“Sabah, bir yeni dünya gibi geliyorsun; Öylesine süslü, öylesine sadesin ki.. Sen o kadar güzelsin ki sabah, O kadar güzelsin ki…”

Özdemir Asaf

Yavaşça araladı gözlerini. “Yine bir sabah” mı “yeni bir sabah” mı karar vermek beş saniye sürmezdi. Seçimi “yeni” den yanaydı bugün. Umutlu, değişimli, zorlu ama huzurlu “yeni”den. Tüm “yeni”yle başlayıp “yine”yle biten günlere inat.

Her sabah güneşin ilk ışıklarıyla yoklardı kendini. Nasıl olacağına karar verirdi, bilinçli ya da bilinçsiz. Bu seçim kimi zaman önceki günün yansıması, kimi zaman bedeninin ağırlığı, kimi zaman hava durumu etkisinde yapılırdı. Bu gün “yeni bir sabah” a karar verirken dünün yineliğinden kalan bunalmışlık etkili olmuştu. Ardarda gelen “yine sabah” lardan sonra toparlanma vakti geldiğini düşünür, bir müddet “yeni sabah” lara uyanırdı. Uyanırdı da kimi zaman o sabahlar istekle başlarken, kimi zaman tekerini zorladığı bir araca dönüşürdü. Sürüklerken iki yana bırakıverirdi yorulan kollarını. Boşluğa, derine teslim olmaktı bu. Derine iniş uzadıkça korkar, dibe indiğinde hızla yükselemek için de hazırlardı kendini. Dibin dibi yoktu daha gidecek. O halde, çıkışı güçlü olacaktı. Hayatı “yine” ve “yeni” sabahlar döngüsü arasında düşmek ve kalkmakla geçendi.

Yeni dediğinde sabaha, yavaşça yatağından doğrulup gülümser, ucu kıpırdamamış yorganıyla kapatırdı yastığını. Koşardı banyoya. Yeni bir sabaha en çok su yakışırdı çünkü. Umutsuzlukları umutla yıkar, saçlarından köpükle inen hatalarını izlerdi. Pişmanlıkları, kayıpları, zaafları durulanırdı sanki. Su hayat verirdi yeni bir sabaha.

Bazen bu akışı fark edemezdi. İç sesinin bağrışları bastırırdı suyun sesini. “Kusurlarını haykıran sesi kısamazsa “yeni” “yine” ye dönerdi. Sabah akşama, akşam sabaha yer verir; dur demedikçe durduran olmazdı döngüyü, bilirdi. Bıraktığında, onu içine alan bu döngüye sarılır, sarıldıkça dolanır, düğüm tüm vakitlere bulaşırdı.

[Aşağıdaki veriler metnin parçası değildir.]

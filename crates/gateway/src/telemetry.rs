//! Tracing subscriber installation.

use tracing_subscriber::{EnvFilter, fmt, layer::SubscriberExt, util::SubscriberInitExt};

use crate::{config::LogFormat, error::GatewayError};

/// Filter used when `RUST_LOG` is unset or unparseable.
pub const DEFAULT_FILTER: &str = "info";

/// Installs the global subscriber: an `EnvFilter` from `RUST_LOG` (falling
/// back to [`DEFAULT_FILTER`]) and a formatter in the requested format.
///
/// # Errors
///
/// Returns [`GatewayError::Telemetry`] if a global subscriber is already set.
pub fn init(format: LogFormat) -> Result<(), GatewayError> {
    let filter =
        EnvFilter::try_from_default_env().unwrap_or_else(|_| EnvFilter::new(DEFAULT_FILTER));
    let registry = tracing_subscriber::registry().with(filter);

    match format {
        LogFormat::Text => registry.with(fmt::layer().with_target(false)).try_init()?,
        LogFormat::Json => {
            let layer = fmt::layer().json().with_current_span(true).with_target(true);
            registry.with(layer).try_init()?;
        },
    }
    Ok(())
}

Bu vakte kadar tökezlemeden geldiyse artık kahvaltı sahnedeydi. İçi çekmese de, onun da vardı gönlünü çalan demlik sevinçleri. Kendini istek ve isteksizliğin ortasında hissettiğinde harekete geçmek için kızarmış ekmeği kullanırdı. İsteksizce başlasa da hazırlamaya, kokusu burnuna değdiğinde aşka gelirdi. Bu aşkla, demini almış bir çayı yağlanmış ekmeğine eş eder, güne güzellik getirirdi.

Kendini tanıdıkça bu depresyon döngüsüyle savaşmayı öğrenmişti. Savaş desek de, kabul etmek ile başlayıp farkındalıkla harekete geçtiği bir mücadeleydi bu. Sevdiklerini ve sevmediklerini fark etmeye çalışmıştı bir müddet. Artık yol daha kolaydı. Sevdiklerini arttırıp sevmediklerini azaltacaktı. Sevmeyip de yapması gerekenler içinse ilhamı beklemekten vazgeçecek ve “-e rağmen” kalkıp kendi için ne gerekiyorsa yapacaktı. İlham gelmesini beklerken kaybettiği zamanların suçluluğunu da böylece bırakacaktı. Çok zordu ama bu döngünün kırılması için başka türlüsü de yoktu.

O yüzden sabahlar, hayattı.

Sabahlar hayatta, hayatlar sabahta karar verir yeniliğe.

Yeni bir hayat her sabah verdiğimiz karardı. Her karar devam eden hayattı.